:: RECORDED DATA ::

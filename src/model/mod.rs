//! Core data types for `bench_compare`.
//!
//! - `BenchmarkId` - Structural key of one benchmark configuration
//! - `Snapshot` - Mean timing per benchmark for one named baseline
//! - `Outcome` - Classification of one compared benchmark
//! - `Comparison` - One row of the comparison
//! - `Report` - Aggregate over all rows

use serde::{Deserialize, Serialize, Serializer};
use std::collections::BTreeMap;
use std::fmt;

/// Ordered path segments identifying one benchmark, e.g. `status/gitr/small`.
///
/// Ordering is lexicographic over segments, not over the joined string.
#[derive(Debug, Clone, PartialEq, Eq, Hash, PartialOrd, Ord)]
pub struct BenchmarkId(Vec<String>);

impl BenchmarkId {
    /// Build an identity from its segments.
    #[must_use]
    pub fn new<I, S>(segments: I) -> Self
    where
        I: IntoIterator<Item = S>,
        S: Into<String>,
    {
        Self(segments.into_iter().map(Into::into).collect())
    }

    /// Parse a `/`-joined identity. Empty segments are dropped.
    #[must_use]
    pub fn parse(joined: &str) -> Self {
        Self::new(joined.split('/').filter(|segment| !segment.is_empty()))
    }

    #[must_use]
    pub fn segments(&self) -> &[String] {
        &self.0
    }
}

impl fmt::Display for BenchmarkId {
    fn fmt(&self, f: &mut fmt::Formatter<'_>) -> fmt::Result {
        write!(f, "{}", self.0.join("/"))
    }
}

impl Serialize for BenchmarkId {
    fn serialize<S: Serializer>(&self, serializer: S) -> Result<S::Ok, S::Error> {
        serializer.collect_str(self)
    }
}

/// Mean timing in nanoseconds per benchmark, for one baseline.
pub type Snapshot = BTreeMap<BenchmarkId, f64>;

/// Classification of a single compared benchmark.
#[derive(Debug, Clone, Copy, PartialEq, Eq, Hash, Serialize, Deserialize)]
#[serde(rename_all = "SCREAMING_SNAKE_CASE")]
pub enum Outcome {
    Regression,
    Improvement,
    Ok,
    New,
    Removed,
}

impl Outcome {
    #[must_use]
    pub const fn as_str(&self) -> &'static str {
        match self {
            Self::Regression => "REGRESSION",
            Self::Improvement => "IMPROVEMENT",
            Self::Ok => "OK",
            Self::New => "NEW",
            Self::Removed => "REMOVED",
        }
    }
}

impl fmt::Display for Outcome {
    fn fmt(&self, f: &mut fmt::Formatter<'_>) -> fmt::Result {
        f.write_str(self.as_str())
    }
}

/// One compared benchmark.
///
/// Construct through [`Comparison::new_benchmark`], [`Comparison::removed`]
/// or [`Comparison::measured`]; they keep `pct_change` present iff both
/// timings are.
#[derive(Debug, Clone, PartialEq, Serialize)]
pub struct Comparison {
    pub benchmark: BenchmarkId,
    pub base_ns: Option<f64>,
    pub pr_ns: Option<f64>,
    /// Percentage change rounded to two decimals.
    pub pct_change: Option<f64>,
    pub status: Outcome,
}

impl Comparison {
    /// Benchmark only present in the candidate baseline.
    #[must_use]
    pub const fn new_benchmark(benchmark: BenchmarkId, pr_ns: f64) -> Self {
        Self {
            benchmark,
            base_ns: None,
            pr_ns: Some(pr_ns),
            pct_change: None,
            status: Outcome::New,
        }
    }

    /// Benchmark only present in the base baseline.
    #[must_use]
    pub const fn removed(benchmark: BenchmarkId, base_ns: f64) -> Self {
        Self {
            benchmark,
            base_ns: Some(base_ns),
            pr_ns: None,
            pct_change: None,
            status: Outcome::Removed,
        }
    }

    /// Benchmark present in both baselines. `pct` is the unrounded change
    /// that `status` was derived from.
    #[must_use]
    pub fn measured(benchmark: BenchmarkId, base_ns: f64, pr_ns: f64, pct: f64, status: Outcome) -> Self {
        Self {
            benchmark,
            base_ns: Some(base_ns),
            pr_ns: Some(pr_ns),
            pct_change: Some(round2(pct)),
            status,
        }
    }
}

/// Round the exact binary value to two decimal places, ties to even.
/// Negative zero collapses to zero.
#[must_use]
pub fn round2(value: f64) -> f64 {
    format!("{value:.2}").parse::<f64>().unwrap_or(value) + 0.0
}

/// Aggregate report over an ordered list of comparisons.
///
/// Field order is the order of the JSON document.
#[derive(Debug, Clone, PartialEq, Serialize)]
pub struct Report {
    pub has_regression: bool,
    pub threshold: f64,
    pub total: usize,
    pub regressions: usize,
    pub improvements: usize,
    pub results: Vec<Comparison>,
}

impl Report {
    #[must_use]
    pub fn new(results: Vec<Comparison>, threshold: f64) -> Self {
        let regressions = count(&results, Outcome::Regression);
        let improvements = count(&results, Outcome::Improvement);
        Self {
            has_regression: regressions > 0,
            threshold,
            total: results.len(),
            regressions,
            improvements,
            results,
        }
    }

    /// Rows with the given outcome, in report order.
    pub fn with_status(&self, status: Outcome) -> impl Iterator<Item = &Comparison> {
        self.results.iter().filter(move |row| row.status == status)
    }
}

fn count(results: &[Comparison], status: Outcome) -> usize {
    results.iter().filter(|row| row.status == status).count()
}

#[cfg(test)]
mod tests {
    use super::*;

    #[test]
    fn benchmark_id_orders_by_segment() {
        // "a-b" sorts before "a/b" as strings, but after it segment-wise.
        let nested = BenchmarkId::new(["a", "b"]);
        let dashed = BenchmarkId::new(["a-b"]);
        assert!(nested < dashed);
    }

    #[test]
    fn benchmark_id_display_and_parse() {
        let id = BenchmarkId::parse("status/gitr/small");
        assert_eq!(id.segments().len(), 3);
        assert_eq!(id.to_string(), "status/gitr/small");
        assert!(BenchmarkId::parse("").segments().is_empty());
    }

    #[test]
    fn outcome_serializes_upper_case() {
        let json = serde_json::to_string(&Outcome::Improvement).unwrap();
        assert_eq!(json, "\"IMPROVEMENT\"");
        assert_eq!(Outcome::Ok.to_string(), "OK");
    }

    #[test]
    fn comparison_serializes_identity_as_string() {
        let row = Comparison::new_benchmark(BenchmarkId::parse("init/gitr"), 50.0);
        let json = serde_json::to_value(&row).unwrap();
        assert_eq!(json["benchmark"], "init/gitr");
        assert!(json["base_ns"].is_null());
        assert!(json["pct_change"].is_null());
        assert_eq!(json["status"], "NEW");
    }

    #[test]
    fn measured_rounds_pct_to_two_decimals() {
        let row = Comparison::measured(
            BenchmarkId::parse("a"),
            300.0,
            337.0,
            12.333_333,
            Outcome::Regression,
        );
        assert_eq!(row.pct_change, Some(12.33));
    }

    #[test]
    fn round2_drops_negative_zero() {
        assert!(round2(-0.001).is_sign_positive());
        assert_eq!(round2(-6.004), -6.0);
    }

    #[test]
    fn round2_ties_go_to_even_on_exact_value() {
        // 3.125 and 0.375 are exact in binary
        assert_eq!(round2(3.125), 3.12);
        assert_eq!(round2(0.375), 0.38);
        assert_eq!(round2(-3.125), -3.12);
        // 1.005 is stored just below the tie
        assert_eq!(round2(1.005), 1.0);
    }

    #[test]
    fn report_counts_outcomes() {
        let rows = vec![
            Comparison::measured(BenchmarkId::parse("a"), 100.0, 106.0, 6.0, Outcome::Regression),
            Comparison::removed(BenchmarkId::parse("b"), 200.0),
            Comparison::new_benchmark(BenchmarkId::parse("c"), 50.0),
        ];
        let report = Report::new(rows, 5.0);
        assert!(report.has_regression);
        assert_eq!(report.total, 3);
        assert_eq!(report.regressions, 1);
        assert_eq!(report.improvements, 0);
        assert_eq!(report.with_status(Outcome::Removed).count(), 1);
    }
}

:::

▸ **TASK DIRECTIONS**
Exactly as shown above, return every record.

▸ **THE ANSWER**
filename src/model/mod.rs
//! Core data types for `bench_compare`.
//!
//! - `BenchmarkId` - Structural key of one benchmark configuration
//! - `Snapshot` - Mean timing per benchmark for one named baseline
//! - `Outcome` - Classification of one compared benchmark
//! - `Comparison` - One row of the comparison
//! - `Report` - Aggregate over all rows

use serde::{Deserialize, Serialize, Serializer};
use std::collections::BTreeMap;
use std::fmt;

/// Ordered path segments identifying one benchmark, e.g. `status/gitr/small`.
///
/// Ordering is lexicographic over segments, not over the joined string.
#[derive(Debug, Clone, PartialEq, Eq, Hash, PartialOrd, Ord)]
pub struct BenchmarkId(Vec<String>);

impl BenchmarkId {
    /// Build an identity from its segments.
    #[must_use]
    pub fn new<I, S>(segments: I) -> Self
    where
        I: IntoIterator<Item = S>,
        S: Into<String>,
    {
        Self(segments.into_iter().map(Into::into).collect())
    }

    /// Parse a `/`-joined identity. Empty segments are dropped.
    #[must_use]
    pub fn parse(joined: &str) -> Self {
        Self::new(joined.split('/').filter(|segment| !segment.is_empty()))
    }

    #[must_use]
    pub fn segments(&self) -> &[String] {
        &self.0
    }
}

impl fmt::Display for BenchmarkId {
    fn fmt(&self, f: &mut fmt::Formatter<'_>) -> fmt::Result {
        write!(f, "{}", self.0.join("/"))
    }
}

impl Serialize for BenchmarkId {
    fn serialize<S: Serializer>(&self, serializer: S) -> Result<S::Ok, S::Error> {
        serializer.collect_str(self)
    }
}

/// Mean timing in nanoseconds per benchmark, for one baseline.
pub type Snapshot = BTreeMap<BenchmarkId, f64>;

/// Classification of a single compared benchmark.
#[derive(Debug, Clone, Copy, PartialEq, Eq, Hash, Serialize, Deserialize)]
#[serde(rename_all = "SCREAMING_SNAKE_CASE")]
pub enum Outcome {
    Regression,
    Improvement,
    Ok,
    New,
    Removed,
}

impl Outcome {
    #[must_use]
    pub const fn as_str(&self) -> &'static str {
        match self {
            Self::Regression => "REGRESSION",
            Self::Improvement => "IMPROVEMENT",
            Self::Ok => "OK",
            Self::New => "NEW",
            Self::Removed => "REMOVED",
        }
    }
}

impl fmt::Display for Outcome {
    fn fmt(&self, f: &mut fmt::Formatter<'_>) -> fmt::Result {
        f.write_str(self.as_str())
    }
}

/// One compared benchmark.
///
/// Construct through [`Comparison::new_benchmark`], [`Comparison::removed`]
/// or [`Comparison::measured`]; they keep `pct_change` present iff both
/// timings are.
#[derive(Debug, Clone, PartialEq, Serialize)]
pub struct Comparison {
    pub benchmark: BenchmarkId,
    pub base_ns: Option<f64>,
    pub pr_ns: Option<f64>,
    /// Percentage change rounded to two decimals.
    pub pct_change: Option<f64>,
    pub status: Outcome,
}

impl Comparison {
    /// Benchmark only present in the candidate baseline.
    #[must_use]
    pub const fn new_benchmark(benchmark: BenchmarkId, pr_ns: f64) -> Self {
        Self {
            benchmark,
            base_ns: None,
            pr_ns: Some(pr_ns),
            pct_change: None,
            status: Outcome::New,
        }
    }

    /// Benchmark only present in the base baseline.
    #[must_use]
    pub const fn removed(benchmark: BenchmarkId, base_ns: f64) -> Self {
        Self {
            benchmark,
            base_ns: Some(base_ns),
            pr_ns: None,
            pct_change: None,
            status: Outcome::Removed,
        }
    }

    /// Benchmark present in both baselines. `pct` is the unrounded change
    /// that `status` was derived from.
    #[must_use]
    pub fn measured(benchmark: BenchmarkId, base_ns: f64, pr_ns: f64, pct: f64, status: Outcome) -> Self {
        Self {
            benchmark,
            base_ns: Some(base_ns),
            pr_ns: Some(pr_ns),
            pct_change: Some(round2(pct)),
            status,
        }
    }
}

/// Round the exact binary value to two decimal places, ties to even.
/// Negative zero collapses to zero.
#[must_use]
pub fn round2(value: f64) -> f64 {
    format!("{value:.2}").parse::<f64>().unwrap_or(value) + 0.0
}

/// Aggregate report over an ordered list of comparisons.
///
/// Field order is the order of the JSON document.
#[derive(Debug, Clone, PartialEq, Serialize)]
pub struct Report {
    pub has_regression: bool,
    pub threshold: f64,
    pub total: usize,
    pub regressions: usize,
    pub improvements: usize,
    pub results: Vec<Comparison>,
}

impl Report {
    #[must_use]
    pub fn new(results: Vec<Comparison>, threshold: f64) -> Self {
        let regressions = count(&results, Outcome::Regression);
        let improvements = count(&results, Outcome::Improvement);
        Self {
            has_regression: regressions > 0,
            threshold,
            total: results.len(),
            regressions,
            improvements,
            results,
        }
    }

    /// Rows with the given outcome, in report order.
    pub fn with_status(&self, status: Outcome) -> impl Iterator<Item = &Comparison> {
        self.results.iter().filter(move |row| row.status == status)
    }
}

fn count(results: &[Comparison], status: Outcome) -> usize {
    results.iter().filter(|row| row.status == status).count()
}

#[cfg(test)]
mod tests {
    use super::*;

    #[test]
    fn benchmark_id_orders_by_segment() {
        // "a-b" sorts before "a/b" as strings, but after it segment-wise.
        let nested = BenchmarkId::new(["a", "b"]);
        let dashed = BenchmarkId::new(["a-b"]);
        assert!(nested < dashed);
    }

    #[test]
    fn benchmark_id_display_and_parse() {
        let id = BenchmarkId::parse("status/gitr/small");
        assert_eq!(id.segments().len(), 3);
        assert_eq!(id.to_string(), "status/gitr/small");
        assert!(BenchmarkId::parse("").segments().is_empty());
    }

    #[test]
    fn outcome_serializes_upper_case() {
        let json = serde_json::to_string(&Outcome::Improvement).unwrap();
        assert_eq!(json, "\"IMPROVEMENT\"");
        assert_eq!(Outcome::Ok.to_string(), "OK");
    }

    #[test]
    fn comparison_serializes_identity_as_string() {
        let row = Comparison::new_benchmark(BenchmarkId::parse("init/gitr"), 50.0);
        let json = serde_json::to_value(&row).unwrap();
        assert_eq!(json["benchmark"], "init/gitr");
        assert!(json["base_ns"].is_null());
        assert!(json["pct_change"].is_null());
        assert_eq!(json["status"], "NEW");
    }

    #[test]
    fn measured_rounds_pct_to_two_decimals() {
        let row = Comparison::measured(
            BenchmarkId::parse("a"),
            300.0,
            337.0,
            12.333_333,
            Outcome::Regression,
        );
        assert_eq!(row.pct_change, Some(12.33));
    }

    #[test]
    fn round2_drops_negative_zero() {
        assert!(round2(-0.001).is_sign_positive());
        assert_eq!(round2(-6.004), -6.0);
    }

    #[test]
    fn round2_ties_go_to_even_on_exact_value() {
        // 3.125 and 0.375 are exact in binary
        assert_eq!(round2(3.125), 3.12);
        assert_eq!(round2(0.375), 0.38);
        assert_eq!(round2(-3.125), -3.12);
        // 1.005 is stored just below the tie
        assert_eq!(round2(1.005), 1.0);
    }

    #[test]
    fn report_counts_outcomes() {
        let rows = vec![
            Comparison::measured(BenchmarkId::parse("a"), 100.0, 106.0, 6.0, Outcome::Regression),
            Comparison::removed(BenchmarkId::parse("b"), 200.0),
            Comparison::new_benchmark(BenchmarkId::parse("c"), 50.0),
        ];
        let report = Report::new(rows, 5.0);
        assert!(report.has_regression);
        assert_eq!(report.total, 3);
        assert_eq!(report.regressions, 1);
        assert_eq!(report.improvements, 0);
        assert_eq!(report.with_status(Outcome::Removed).count(), 1);
    }
}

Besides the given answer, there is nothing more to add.